Aim of the task: Below are some records. Say how many of their lines include the string "without", giving only the number.

Task data:
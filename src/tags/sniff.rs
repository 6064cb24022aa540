//! Container detection from a small fixed prefix of the file.

use byteorder::{BigEndian, ByteOrder};
use tracing::trace;

use crate::models::FourCc;

/// Bytes inspected by [`sniff`]. Nothing past this prefix is ever read.
pub const SNIFF_PREFIX_LEN: usize = 64;

const FTYP: FourCc = FourCc::new(b"ftyp");

const MP4_BRANDS: &[FourCc] = &[
    FourCc::new(b"M4A "),
    FourCc::new(b"M4B "),
    FourCc::new(b"M4P "),
    FourCc::new(b"mp41"),
    FourCc::new(b"mp42"),
    FourCc::new(b"isom"),
    FourCc::new(b"iso2"),
    FourCc::new(b"dash"),
];

#[derive(Debug, Clone, Copy, PartialEq, Eq)]
pub enum ContainerKind {
    Id3Tagged,
    Mp4Container,
    Unrecognized,
}

pub fn sniff(bytes: &[u8]) -> ContainerKind {
    let prefix = &bytes[..bytes.len().min(SNIFF_PREFIX_LEN)];

    if prefix.starts_with(b"ID3") {
        return ContainerKind::Id3Tagged;
    }

    if has_mp4_brand(prefix) {
        return ContainerKind::Mp4Container;
    }

    ContainerKind::Unrecognized
}

/// Walks top-level box headers inside the prefix looking for `ftyp`.
fn has_mp4_brand(prefix: &[u8]) -> bool {
    let mut offset = 0usize;

    while offset + 8 <= prefix.len() {
        let size = BigEndian::read_u32(&prefix[offset..offset + 4]) as usize;
        let kind = FourCc([
            prefix[offset + 4],
            prefix[offset + 5],
            prefix[offset + 6],
            prefix[offset + 7],
        ]);

        if kind == FTYP {
            // major brand, minor version, then compatible brands
            let end = if size < 8 {
                prefix.len()
            } else {
                offset.saturating_add(size).min(prefix.len())
            };
            let body = &prefix[offset + 8..end];
            let major = body.get(..4);
            let compatible = body.get(8..).unwrap_or_default();

            let found = major
                .into_iter()
                .chain(compatible.chunks_exact(4))
                .any(|brand| MP4_BRANDS.iter().any(|known| known.as_bytes() == brand));
            trace!(found, "ftyp box at offset {offset}");
            return found;
        }

        // size 0 ("to end") or 1 (64-bit) cannot be followed within the prefix
        if size < 8 {
            return false;
        }
        offset = offset.saturating_add(size);
    }

    false
}
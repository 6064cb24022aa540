//! Tag dialect detection and decoding.

pub mod encoding;
pub mod id3v2;
pub mod mp4;
pub mod normalize;
pub mod reader;
pub mod sniff;

pub use normalize::Dialect;
pub use sniff::{sniff, ContainerKind};
//! ID3v2 tag decoder (versions 2.2, 2.3 and 2.4).
//!
//! Walks the frame list of the tag at the start of the buffer and emits one
//! [`RawTagEntry`] per frame the normalizer knows about. Frame ids from v2.2
//! are mapped onto their v2.3 names so both share one dispatch table.

use std::borrow::Cow;

use tracing::{debug, trace, warn};

use super::encoding::TextEncoding;
use super::normalize::{self, Dialect};
use super::reader::ByteReader;
use crate::error::{ParseError, Result};
use crate::models::{FourCc, ImageFormat, RawTagEntry, TagValue};

const MAGIC: &[u8; 3] = b"ID3";

const APIC: FourCc = FourCc::new(b"APIC");
const PRIV: FourCc = FourCc::new(b"PRIV");
const TXXX: FourCc = FourCc::new(b"TXXX");

const V22_FRAME_IDS: &[(&[u8; 3], FourCc)] = &[
    (b"TT2", FourCc::new(b"TIT2")),
    (b"TAL", FourCc::new(b"TALB")),
    (b"TP1", FourCc::new(b"TPE1")),
    (b"TCO", FourCc::new(b"TCON")),
    (b"TYE", FourCc::new(b"TYER")),
    (b"TRK", FourCc::new(b"TRCK")),
    (b"TPA", FourCc::new(b"TPOS")),
    (b"PIC", APIC),
];

#[derive(Debug, Clone, Copy, PartialEq, Eq)]
pub struct TagHeader {
    pub major: u8,
    pub revision: u8,
    pub flags: u8,
    /// Size of the tag after the 10-byte header.
    pub size: u32,
}

impl TagHeader {
    pub const LEN: usize = 10;

    pub fn parse(reader: &mut ByteReader<'_>) -> Result<Self> {
        if reader.slice(3)? != MAGIC {
            return Err(ParseError::Unrecognized);
        }
        let major = reader.read_u8()?;
        let revision = reader.read_u8()?;
        let flags = reader.read_u8()?;
        let size = reader.read_synchsafe_u32()?;

        if !(2..=4).contains(&major) {
            return Err(ParseError::UnsupportedVersion { major });
        }

        Ok(Self {
            major,
            revision,
            flags,
            size,
        })
    }

    pub fn unsynchronised(&self) -> bool {
        self.flags & 0x80 != 0
    }

    pub fn has_extended_header(&self) -> bool {
        self.major >= 3 && self.flags & 0x40 != 0
    }

    /// v2.2 reused bit 6 for a compression scheme that was never defined.
    pub fn compressed(&self) -> bool {
        self.major == 2 && self.flags & 0x40 != 0
    }

    fn frame_header_len(&self) -> usize {
        if self.major == 2 {
            6
        } else {
            10
        }
    }
}

#[derive(Debug, Clone, Copy, PartialEq, Eq)]
pub struct FrameHeader {
    /// Raw id; three-character v2.2 ids are padded with a space.
    pub id: FourCc,
    pub size: usize,
    pub flags: u16,
}

impl FrameHeader {
    pub fn parse(reader: &mut ByteReader<'_>, major: u8) -> Result<Self> {
        let (id, size, flags) = match major {
            2 => {
                let raw = reader.slice(3)?;
                let id = FourCc([raw[0], raw[1], raw[2], b' ']);
                (id, reader.read_u24()?, 0)
            }
            3 => {
                let id = read_fourcc(reader)?;
                (id, reader.read_u32()?, reader.read_u16()?)
            }
            _ => {
                let id = read_fourcc(reader)?;
                (id, reader.read_synchsafe_u32()?, reader.read_u16()?)
            }
        };

        Ok(Self {
            id,
            size: size as usize,
            flags,
        })
    }

    fn id_len(&self) -> usize {
        if self.id.0[3] == b' ' {
            3
        } else {
            4
        }
    }

    pub fn has_valid_id(&self) -> bool {
        self.id.0[..self.id_len()]
            .iter()
            .all(|b| b.is_ascii_uppercase() || b.is_ascii_digit())
    }

    /// Name used by the normalizer tables.
    pub fn key(&self) -> FourCc {
        if self.id_len() == 3 {
            let short = [self.id.0[0], self.id.0[1], self.id.0[2]];
            return V22_FRAME_IDS
                .iter()
                .find(|(id, _)| **id == short)
                .map(|(_, key)| *key)
                .unwrap_or(self.id);
        }
        self.id
    }

    fn label(&self) -> String {
        self.id.to_string().trim_end().to_string()
    }
}

fn read_fourcc(reader: &mut ByteReader<'_>) -> Result<FourCc> {
    let raw = reader.slice(4)?;
    Ok(FourCc([raw[0], raw[1], raw[2], raw[3]]))
}

/// Decodes the ID3v2 tag at the start of `bytes`.
pub fn decode(bytes: &[u8]) -> Result<Vec<RawTagEntry<'_>>> {
    let mut reader = ByteReader::new(bytes);
    let header = TagHeader::parse(&mut reader)?;
    debug!(
        major = header.major,
        revision = header.revision,
        size = header.size,
        "ID3v2 tag"
    );

    let region = reader.slice(header.size as usize)?;

    if header.compressed() {
        warn!("ID3v2.2 tag uses compression; no frames decoded");
        return Ok(Vec::new());
    }

    if header.unsynchronised() && header.major < 4 {
        let resynced = resynchronise(region);
        let entries = walk_frames(&resynced, &header)?;
        return Ok(entries.into_iter().map(RawTagEntry::into_owned).collect());
    }

    walk_frames(region, &header)
}

fn walk_frames<'a>(region: &'a [u8], header: &TagHeader) -> Result<Vec<RawTagEntry<'a>>> {
    let mut frames = ByteReader::new(region);
    let mut entries = Vec::new();

    if header.has_extended_header() {
        skip_extended_header(&mut frames, header.major)?;
    }

    let header_len = header.frame_header_len();
    while frames.remaining() >= header_len {
        let position = TagHeader::LEN + frames.position();

        if frames.peek(1)?[0] == 0 {
            trace!("padding at offset {position}");
            break;
        }

        let frame = FrameHeader::parse(&mut frames, header.major)?;
        if !frame.has_valid_id() {
            debug!(id = %frame.id, "unusual frame id at offset {position}, skipping by size");
        }

        if frame.size > frames.remaining() {
            return Err(ParseError::CorruptFrame {
                id: frame.label(),
                declared: frame.size,
                available: frames.remaining(),
            });
        }
        let payload = frames.slice(frame.size)?;

        let key = frame.key();
        if !normalize::is_mapped(Dialect::Id3v2, key) {
            trace!(id = %frame.id, size = frame.size, "skipping frame");
            continue;
        }

        let Some(payload) = frame_body(&frame, header, payload) else {
            continue;
        };

        if let Some(value) = decode_frame(&frame, key, header.major, payload)? {
            entries.push(RawTagEntry::new(key, value, position));
        }
    }

    Ok(entries)
}

fn skip_extended_header(frames: &mut ByteReader<'_>, major: u8) -> Result<()> {
    let size = if major == 3 {
        frames.read_u32()? as usize
    } else {
        // v2.4 counts the size field itself
        (frames.read_synchsafe_u32()? as usize).saturating_sub(4)
    };

    if size > frames.remaining() {
        return Err(ParseError::CorruptFrame {
            id: "extended header".to_string(),
            declared: size,
            available: frames.remaining(),
        });
    }
    frames.skip(size)
}

/// Applies per-frame format flags. `None` means the frame cannot be read.
fn frame_body<'a>(
    frame: &FrameHeader,
    header: &TagHeader,
    payload: &'a [u8],
) -> Option<Cow<'a, [u8]>> {
    let format = (frame.flags & 0xFF) as u8;

    let (skip_flags, prefix_len, unsync) = match header.major {
        3 => (format & 0xC0, usize::from(format & 0x20 != 0), false),
        4 => (
            format & 0x0C,
            usize::from(format & 0x40 != 0) + 4 * usize::from(format & 0x01 != 0),
            format & 0x02 != 0 || header.unsynchronised(),
        ),
        _ => (0, 0, false),
    };

    if skip_flags != 0 {
        warn!(id = %frame.id, "compressed or encrypted frame skipped");
        return None;
    }

    let Some(body) = payload.get(prefix_len..) else {
        warn!(id = %frame.id, "frame shorter than its flag fields, skipped");
        return None;
    };

    if unsync {
        Some(Cow::Owned(resynchronise(body)))
    } else {
        Some(Cow::Borrowed(body))
    }
}

fn decode_frame<'a>(
    frame: &FrameHeader,
    key: FourCc,
    major: u8,
    payload: Cow<'a, [u8]>,
) -> Result<Option<TagValue<'a>>> {
    match key {
        APIC => decode_picture(frame, major, payload),
        PRIV => Ok(decode_private(payload)),
        _ if key.0[0] == b'T' && key != TXXX => Ok(decode_text(frame, &payload)),
        _ => Ok(None),
    }
}

fn decode_text<'a>(frame: &FrameHeader, payload: &[u8]) -> Option<TagValue<'a>> {
    let (&marker, body) = payload.split_first()?;
    let Some(encoding) = TextEncoding::from_marker(marker) else {
        warn!(id = %frame.id, marker, "unknown text encoding, frame skipped");
        return None;
    };

    let text = encoding.decode(encoding.first_value(body));
    if text.is_empty() {
        return None;
    }
    Some(TagValue::Text(text))
}

fn decode_picture<'a>(
    frame: &FrameHeader,
    major: u8,
    payload: Cow<'a, [u8]>,
) -> Result<Option<TagValue<'a>>> {
    let mut reader = ByteReader::new(&payload);
    let image_start = picture_header_len(&mut reader, major).map_err(|err| match err {
        ParseError::TruncatedInput {
            offset,
            needed,
            available,
        } => ParseError::CorruptFrame {
            id: frame.label(),
            declared: offset + needed,
            available: offset + available,
        },
        other => other,
    })?;

    let Some(image_start) = image_start else {
        return Ok(None);
    };
    if image_start >= payload.len() {
        debug!(id = %frame.id, "picture frame without image data");
        return Ok(None);
    }

    Ok(Some(TagValue::Binary(tail(payload, image_start))))
}
//! Bounds-checked sequential reader over an immutable byte buffer.
//!
//! Every read either returns the requested bytes or fails with
//! [`ParseError::TruncatedInput`]; the position never moves past the end.

use byteorder::{BigEndian, ByteOrder};

use super::encoding::TextEncoding;
use crate::error::{ParseError, Result};

#[derive(Debug, Clone)]
pub struct ByteReader<'a> {
    buf: &'a [u8],
    pos: usize,
}

impl<'a> ByteReader<'a> {
    pub fn new(buf: &'a [u8]) -> Self {
        Self { buf, pos: 0 }
    }

    pub fn position(&self) -> usize {
        self.pos
    }

    pub fn len(&self) -> usize {
        self.buf.len()
    }

    pub fn is_empty(&self) -> bool {
        self.buf.is_empty()
    }

    pub fn remaining(&self) -> usize {
        self.buf.len() - self.pos
    }

    pub fn seek(&mut self, offset: usize) -> Result<()> {
        if offset > self.buf.len() {
            return Err(ParseError::InvalidOffset {
                offset,
                len: self.buf.len(),
            });
        }
        self.pos = offset;
        Ok(())
    }

    /// Returns the next `len` bytes without consuming them.
    pub fn peek(&self, len: usize) -> Result<&'a [u8]> {
        self.ensure(len)?;
        Ok(&self.buf[self.pos..self.pos + len])
    }

    pub fn slice(&mut self, len: usize) -> Result<&'a [u8]> {
        let bytes = self.peek(len)?;
        self.pos += len;
        Ok(bytes)
    }

    pub fn skip(&mut self, len: usize) -> Result<()> {
        self.slice(len).map(|_| ())
    }

    /// Consumes everything left in the buffer.
    pub fn rest(&mut self) -> &'a [u8] {
        let bytes = &self.buf[self.pos..];
        self.pos = self.buf.len();
        bytes
    }

    pub fn read_u8(&mut self) -> Result<u8> {
        Ok(self.slice(1)?[0])
    }

    pub fn read_u16(&mut self) -> Result<u16> {
        Ok(BigEndian::read_u16(self.slice(2)?))
    }

    pub fn read_u24(&mut self) -> Result<u32> {
        Ok(BigEndian::read_u24(self.slice(3)?))
    }

    pub fn read_u32(&mut self) -> Result<u32> {
        Ok(BigEndian::read_u32(self.slice(4)?))
    }

    pub fn read_u64(&mut self) -> Result<u64> {
        Ok(BigEndian::read_u64(self.slice(8)?))
    }

    /// ID3v2 size field: 7 significant bits per byte, high bit ignored.
    pub fn read_synchsafe_u32(&mut self) -> Result<u32> {
        let bytes = self.slice(4)?;
        Ok(bytes
            .iter()
            .fold(0u32, |acc, &b| (acc << 7) | u32::from(b & 0x7F)))
    }

    pub fn read_fixed_string(&mut self, len: usize, encoding: TextEncoding) -> Result<String> {
        let bytes = self.slice(len)?;
        Ok(encoding.decode(encoding.first_value(bytes)))
    }

    /// Reads up to and including the terminator, returning the decoded text.
    pub fn read_null_terminated_string(&mut self, encoding: TextEncoding) -> Result<String> {
        let tail = &self.buf[self.pos..];
        let end = encoding
            .find_terminator(tail)
            .ok_or(ParseError::TruncatedInput {
                offset: self.buf.len(),
                needed: encoding.unit_width(),
                available: 0,
            })?;
        let text = encoding.decode(&tail[..end]);
        self.pos += end + encoding.unit_width();
        Ok(text)
    }

    fn ensure(&self, len: usize) -> Result<()> {
        if self.remaining() < len {
            return Err(ParseError::TruncatedInput {
                offset: self.pos,
                needed: len,
                available: self.remaining(),
            });
        }
        Ok(())
    }
}
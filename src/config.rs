use std::path::PathBuf;

use anyhow::{Context, Result};
use serde::{Deserialize, Serialize};

#[derive(Debug, Clone, Serialize, Deserialize, Default)]
pub struct Config {
    #[serde(default)]
    pub output: OutputConfig,
    #[serde(default)]
    pub scan: ScanConfig,
}

#[derive(Debug, Clone, Copy, PartialEq, Eq, Serialize, Deserialize, Default)]
#[serde(rename_all = "lowercase")]
pub enum OutputFormat {
    #[default]
    Table,
    Json,
}

impl OutputFormat {
    pub const ALL: [OutputFormat; 2] = [OutputFormat::Table, OutputFormat::Json];

    pub fn as_str(&self) -> &'static str {
        match self {
            Self::Table => "table",
            Self::Json => "json",
        }
    }
}

#[derive(Debug, Clone, Serialize, Deserialize, Default)]
pub struct OutputConfig {
    #[serde(default)]
    pub format: OutputFormat,
    /// 앨범 아트 저장 기본 디렉토리 (없으면 음악 파일과 같은 위치)
    pub artwork_dir: Option<PathBuf>,
}

#[derive(Debug, Clone, Serialize, Deserialize)]
pub struct ScanConfig {
    #[serde(default = "default_extensions")]
    pub extensions: Vec<String>,
}

impl Default for ScanConfig {
    fn default() -> Self {
        Self {
            extensions: default_extensions(),
        }
    }
}

fn default_extensions() -> Vec<String> {
    ["mp3", "m4a", "m4b", "mp4", "aac", "alac"]
        .iter()
        .map(|ext| ext.to_string())
        .collect()
}

fn config_path() -> PathBuf {
    let home = std::env::var("HOME").unwrap_or_else(|_| ".".to_string());
    PathBuf::from(home)
        .join(".config")
        .join("mediatag")
        .join("config.toml")
}

/// 설정 파일이 없거나 읽을 수 없으면 기본값을 사용한다.
pub fn load_config() -> Config {
    let path = config_path();
    if !path.exists() {
        return Config::default();
    }
    match std::fs::read_to_string(&path) {
        Ok(content) => parse_config(&content),
        Err(e) => {
            tracing::warn!("설정 파일을 읽을 수 없습니다 ({}): {}", path.display(), e);
            Config::default()
        }
    }
}

fn parse_config(content: &str) -> Config {
    toml::from_str(content).unwrap_or_else(|e| {
        tracing::warn!("설정 파일 형식이 잘못되었습니다: {}", e);
        Config::default()
    })
}

pub fn save_config(config: &Config) -> Result<()> {
    let path = config_path();
    if let Some(parent) = path.parent() {
        std::fs::create_dir_all(parent)
            .with_context(|| format!("{}을(를) 만들 수 없습니다", parent.display()))?;
    }
    let content = toml::to_string_pretty(config)?;
    std::fs::write(&path, content)
        .with_context(|| format!("{}에 쓸 수 없습니다", path.display()))?;
    Ok(())
}
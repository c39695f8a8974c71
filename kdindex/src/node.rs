/// NodeId is the position of a node inside the tree's arena. Nodes are never removed, so an
/// id stays valid for the lifetime of the tree.
#[derive(Debug, Clone, Copy, PartialEq, Eq, PartialOrd, Ord, Hash)]
pub struct NodeId(pub usize);

/// What a node currently holds. A node starts `Live` and can only move to `Tombstoned`.
#[derive(Debug, Clone, PartialEq, Eq)]
pub enum Slot<V> {
    Live(V),
    Tombstoned,
}

impl<V> Slot<V> {
    pub fn is_live(&self) -> bool {
        matches!(self, Self::Live(_))
    }

    pub fn value(&self) -> Option<&V> {
        match self {
            Self::Live(value) => Some(value),
            Self::Tombstoned => None,
        }
    }

    /// Clear the slot, handing back the value it held
    pub fn take(&mut self) -> Option<V> {
        match std::mem::replace(self, Self::Tombstoned) {
            Self::Live(value) => Some(value),
            Self::Tombstoned => None,
        }
    }
}

/// Result of an exact-match lookup, distinguishing a coordinate that was never stored from
/// one whose value has been deleted.
#[derive(Debug, PartialEq, Eq)]
pub enum Lookup<'a, V> {
    Absent,
    Tombstoned,
    Live(&'a V),
}

impl<'a, V> Lookup<'a, V> {
    pub fn value(self) -> Option<&'a V> {
        match self {
            Self::Live(value) => Some(value),
            Self::Absent | Self::Tombstoned => None,
        }
    }
}

#[derive(Debug, Clone)]
pub struct KDNode<V> {
    pub(crate) point: Box<[f64]>,
    pub(crate) slot: Slot<V>,
    pub(crate) left: Option<NodeId>,
    pub(crate) right: Option<NodeId>,
}

impl<V> KDNode<V> {
    pub fn new(point: &[f64], value: V) -> Self {
        Self {
            point: point.into(),
            slot: Slot::Live(value),
            left: None,
            right: None,
        }
    }

    pub fn point(&self) -> &[f64] {
        &self.point
    }

    pub fn slot(&self) -> &Slot<V> {
        &self.slot
    }

    /// The child on the side of the splitting plane that `coordinate` falls on, followed by
    /// the other child. Ties go right.
    pub(crate) fn children_towards(
        &self,
        coordinate: f64,
        axis: usize,
    ) -> (Option<NodeId>, Option<NodeId>) {
        if coordinate < self.point[axis] {
            (self.left, self.right)
        } else {
            (self.right, self.left)
        }
    }
}
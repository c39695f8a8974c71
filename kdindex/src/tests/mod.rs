use crate::distance::{squared_distance, within_bounds};
use rand::{Rng, SeedableRng, rngs::StdRng};


pub const SEED: u64 = 0;

pub fn init_tracing() {
    let _ = tracing_subscriber::fmt()
        .with_env_filter(tracing_subscriber::EnvFilter::from_default_env())
        .with_test_writer()
        .try_init();
}

pub fn random_points(rng: &mut StdRng, count: usize, dimensions: usize) -> Vec<Vec<f64>> {
    (0..count)
        .map(|_| {
            (0..dimensions)
                .map(|_| rng.gen_range(-100.0..100.0))
                .collect()
        })
        .collect()
}

pub fn seeded() -> StdRng {
    StdRng::seed_from_u64(SEED)
}

/// Linear scan over every live entry, `live[i]` tells whether `points[i]` is still stored
pub struct BruteForce<'a> {
    pub points: &'a [Vec<f64>],
    pub live: &'a [bool],
}

impl BruteForce<'_> {
    pub fn range(&self, lower: &[f64], upper: &[f64]) -> Vec<usize> {
        self.live_ids()
            .filter(|&id| within_bounds(&self.points[id], lower, upper))
            .collect()
    }

    pub fn nearest_distances(&self, point: &[f64], count: usize) -> Vec<f64> {
        let mut distances = self
            .live_ids()
            .map(|id| squared_distance(point, &self.points[id]))
            .collect::<Vec<_>>();
        distances.sort_by(f64::total_cmp);
        distances.truncate(count);
        distances
    }

    fn live_ids(&self) -> impl Iterator<Item = usize> + '_ {
        (0..self.points.len()).filter(|&id| self.live[id])
    }
}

Finished task: 2